De um lado do ringue, a Apple, companhia com o maior valor de mercado do planeta: US$ 2,2 trilhões (não é erro, são trilhões de dólares, mesmo). Do outro, a quinta maior fortuna pessoal do planeta, a de Mark Zuckerberg (US$ 98 bilhões), criador do Facebook, por sua vez a empresa com o oitavo maior valor de mercado, US$ 746 bilhões.
Esse duelo de titãs envolve negócios, claro, mas também um bem intangível já meio fora de moda e pouco cultivado no início da terceira década do terceiro milênio: a privacidade.
Donas de negócios diferentes – uma baseada em objetos tangíveis (equipamentos), outra especializada em espionar usuários –, Apple e Facebook viraram inimigas. A origem da guerra digital é uma nova função do iOS que deve chegar só em 2022: o sistema operacional dos iPhones vai exigir que desenvolvedores de aplicativos peçam permissão aos usuários para rastrear suas atividades e usar dados para personalizar anúncios. O mecanismo é conhecido como App Tracking Transparency (ATT, sigla em inglês para transparência em rastreamento de aplicativos). A Apple vem sendo pressionada por organizações como Electronic Frontier Foundation e a Human Rights Watch para acelerar a implantação desse recurso.

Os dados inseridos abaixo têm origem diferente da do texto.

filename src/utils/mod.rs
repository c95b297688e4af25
pub mod error;
pub mod logger;
pub mod monitor;
pub mod validation;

O rastreamento e a personalização de anúncios estão entres as principais fontes de renda do Facebook, um dos tópicos sob análise na Justiça dos Estados Unidos a pedido da Free Trade Comission (FTC), agência reguladora que deve garantir a livre concorrência no país e de 48 dos 50 Estados americanos. Embora se arrastasse desde meados de 2020, a ameaça de Zuckerberg de processar a Apple aprofundou a crise e a pressão por regulação das big techs, já tão poderosas quanto países.
Na semana passada, em uma conferência sobre privacidade de dados, Tim Cook, principal executivo da Apple, reagiu também subindo o tom. Afirmou, sem citar o Facebook, que "se um negócio é construído com base em enganar os usuários, na exploração de dados, em escolhas que não são de todos, não merece cumprimentos, mas uma reestruturação". Os aparelhos da Apple sempre foram considerados mais seguros por não permitirem muita interação com todos os demais equipamentos. Isso criou um mercado de acessórios e aplicativos compatíveis com seus dispositivos.
Portanto, para a Apple, a privacidade ainda tem valor, conferido por ao menos parte de seus usuários. Os processos contra o Facebook e o Google, além de obras como documentário O Dilema das Redes elevaram a rejeição popular e de grupos organizados à intromissão das redes sociais e dos mecanismos de busca.
No ano passado, as big techs enfrentaram um período de perdas pesadas na Nasdaq, a bolsa de tecnologia dos Estados Unidos, apesar de terem sido muito beneficiadas pela pandemia e pelo distanciamento social. O modelo de negócio em que o produto são os dados dos usuários – que quase sempre não autorizam explicitamente seu uso – começa a provocar fissuras até no Olimpo dos bilionários tecnológicos.